Methods BALb/c mice were randomly assigned into six groups. The model of mice colitis was induced using 3% DSS, while the model of Hyperhomocysteinaemia was induced using 1.7% methionine. The concentrations of Hcy and prostaglandin E2 (PGE2) were measured using enzyme linked immunosorbent assay (ELISA). The protein expressions of cytosolic phospholipase A2 (cPLA2), phosphorylated-cPLA2 (p-cPLA2), cyclooxygenase 2 (COX2), cyclic adenosine monophosphate (cAMP), signal transducer and activator of transcription 3 (STAT3), phosphorylated-STAT3 (p-STAT3), interleukin 17A (IL-17A) and retinoid-related orphan nuclear receptor-γt (RORγt) were assessed using western blot analysis.

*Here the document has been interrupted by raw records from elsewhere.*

use crate::metrics::{
    DEVICE_SUBSCRIPTIONS, WS_CONNECTIONS, WS_DELIVERIES_TOTAL, WS_DELIVERY_FAILURES_TOTAL,
};
use crate::model::TelemetryEvent;
use parking_lot::Mutex;
use serde::Serialize;
use std::collections::{HashMap, HashSet};
use std::fmt;
use std::sync::atomic::{AtomicU64, Ordering};
use tokio::sync::mpsc;
use tokio::sync::mpsc::error::TrySendError;
use tracing::{debug, info, warn};

/// Capacity of one connection's delivery queue. A subscriber that falls
/// further behind than this is treated as failed and removed.
pub const SEND_QUEUE_CAPACITY: usize = 256;

/// Handle for one live client connection.
#[derive(Debug, Clone, Copy, PartialEq, Eq, Hash)]
pub struct ConnId(u64);

impl fmt::Display for ConnId {
    fn fmt(&self, f: &mut fmt::Formatter<'_>) -> fmt::Result {
        write!(f, "{}", self.0)
    }
}

/// Messages sent to realtime clients.
#[derive(Debug, Clone, Serialize)]
#[serde(tag = "type", rename_all = "lowercase")]
pub enum ServerMessage {
    Telemetry(TelemetryEvent),
    Subscription { message: String },
    Error { message: String },
}

#[derive(Default)]
struct HubState {
    connections: HashMap<ConnId, mpsc::Sender<String>>,
    /// Device id to subscriber set. Entries are removed once empty.
    subscriptions: HashMap<String, HashSet<ConnId>>,
}

/// Snapshot of hub occupancy, for health reporting.
#[derive(Debug, Clone, Copy, Serialize)]
pub struct HubStats {
    pub connections: usize,
    pub subscriptions: usize,
}

/// In-memory registry of live connections and per-device subscriber sets.
///
/// All state sits behind one lock; fan-out volume is bounded by dashboard
/// viewer counts, not device count.
pub struct Hub {
    state: Mutex<HubState>,
    next_id: AtomicU64,
}

impl Hub {
    pub fn new() -> Self {
        Self {
            state: Mutex::new(HubState::default()),
            next_id: AtomicU64::new(1),
        }
    }

    /// Registers a newly opened connection. No subscriptions yet.
    pub fn add_connection(&self, sender: mpsc::Sender<String>) -> ConnId {
        let id = ConnId(self.next_id.fetch_add(1, Ordering::Relaxed));
        let mut state = self.state.lock();
        state.connections.insert(id, sender);
        WS_CONNECTIONS.set(state.connections.len() as f64);
        info!("Client {} connected ({} total)", id, state.connections.len());
        id
    }

    /// Drops the connection and every subscription it held. Devices left with
    /// no subscribers lose their map entry entirely.
    pub fn remove_connection(&self, id: ConnId) {
        let mut state = self.state.lock();
        if state.connections.remove(&id).is_none() {
            return;
        }
        state.subscriptions.retain(|_, subscribers| {
            subscribers.remove(&id);
            !subscribers.is_empty()
        });
        WS_CONNECTIONS.set(state.connections.len() as f64);
        DEVICE_SUBSCRIPTIONS.set(state.subscriptions.len() as f64);
        info!(
            "Client {} disconnected ({} remaining)",
            id,
            state.connections.len()
        );
    }

    /// Adds the connection to the device's subscriber set and acks it.
    /// Subscribing twice has the effect of subscribing once.
    pub fn subscribe(&self, id: ConnId, device_id: &str) {
        {
            let mut state = self.state.lock();
            if !state.connections.contains_key(&id) {
                warn!("Subscribe from unknown client {}", id);
                return;
            }
            state
                .subscriptions
                .entry(device_id.to_string())
                .or_default()
                .insert(id);
            DEVICE_SUBSCRIPTIONS.set(state.subscriptions.len() as f64);
        }

        debug!("Client {} subscribed to device {}", id, device_id);
        self.send_to(
            id,
            &ServerMessage::Subscription {
                message: format!("Subscribed to device: {}", device_id),
            },
        );
    }

    /// Dispatches one inbound client message. Subscribe requests are honored,
    /// unknown types are logged and ignored, unparseable input gets an error
    /// ack back to the sender only.
    pub fn handle_message(&self, id: ConnId, raw: &str) {
        let parsed: serde_json::Value = match serde_json::from_str(raw) {
            Ok(v) => v,
            Err(e) => {
                warn!("Client {} sent malformed message: {}", id, e);
                self.send_to(
                    id,
                    &ServerMessage::Error {
                        message: "Invalid message format".to_string(),
                    },
                );
                return;
            }
        };

        let kind = parsed.get("type").and_then(|t| t.as_str());
        let device_id = parsed.get("deviceId").and_then(|d| d.as_str());

        match (kind, device_id) {
            (Some("subscribe"), Some(device_id)) => self.subscribe(id, device_id),
            _ => warn!(
                "Ignoring message from client {} with unknown type {:?}",
                id, kind
            ),
        }
    }

    /// Fans the event out to the device's subscribers. Zero subscribers is a
    /// no-op. The event is serialized once; a dead or backlogged connection is
    /// removed and never blocks delivery to the rest. Returns the delivery
    /// count.
    pub fn broadcast(&self, event: &TelemetryEvent) -> usize {
        let subscribers: Vec<(ConnId, mpsc::Sender<String>)> = {
            let state = self.state.lock();
            match state.subscriptions.get(&event.device_id) {
                Some(subscribers) => subscribers
                    .iter()
                    .filter_map(|id| state.connections.get(id).map(|tx| (*id, tx.clone())))
                    .collect(),
                None => return 0,
            }
        };

        let message = match serde_json::to_string(&ServerMessage::Telemetry(event.clone())) {
            Ok(m) => m,
            Err(e) => {
                warn!("Failed to serialize telemetry event: {}", e);
                return 0;
            }
        };

        let mut delivered = 0;
        let mut dead = Vec::new();

        for (id, sender) in subscribers {
            match sender.try_send(message.clone()) {
                Ok(()) => {
                    delivered += 1;
                    WS_DELIVERIES_TOTAL.inc();
                }
                Err(TrySendError::Full(_)) => {
                    debug!("Client {} delivery queue full", id);
                    dead.push(id);
                    WS_DELIVERY_FAILURES_TOTAL.inc();
                }
                Err(TrySendError::Closed(_)) => {
                    dead.push(id);
                    WS_DELIVERY_FAILURES_TOTAL.inc();
                }
            }
        }

        for id in dead {
            debug!("Dropping unresponsive client {} during fan-out", id);
            self.remove_connection(id);
        }

        delivered
    }

    pub fn stats(&self) -> HubStats {
        let state = self.state.lock();
        HubStats {
            connections: state.connections.len(),
            subscriptions: state.subscriptions.len(),
        }
    }

    fn send_to(&self, id: ConnId, message: &ServerMessage) {
        let sender = self.state.lock().connections.get(&id).cloned();
        if let Some(sender) = sender {
            if let Ok(text) = serde_json::to_string(message) {
                let _ = sender.try_send(text);
            }
        }
    }
}

impl Default for Hub {
    fn default() -> Self {
        Self::new()
    }
}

Results Compared to the DSS+HHcy group, the addition of the COX inhibitor did not significantly alter the protein expression of p-PLA2/PLA2, but led to significant decreases in serum PGE2 concentration, cAMP and p-STAT3/STAT3 protein expression. The protein expressions of p-PLA2/PLA2, COX2, and cAMP upstream of STAT3 inhibitor addition did not exhibit significant changes. However, PGE2 concentration and p-STAT3/STAT3 protein expression were notably reduced. After the COX inhibitor and STAT3 inhibitor added, the protein expression of IL-17A and RORγt and the levels of IL-17A and IL-23R in CD4+T cells were significantly reduced.
Conclusion HHcy aggravated DSS-induced colitis by promoting the differentiation and proliferation of Th17 cells through the PGE2 / STAT3 signaling pathway.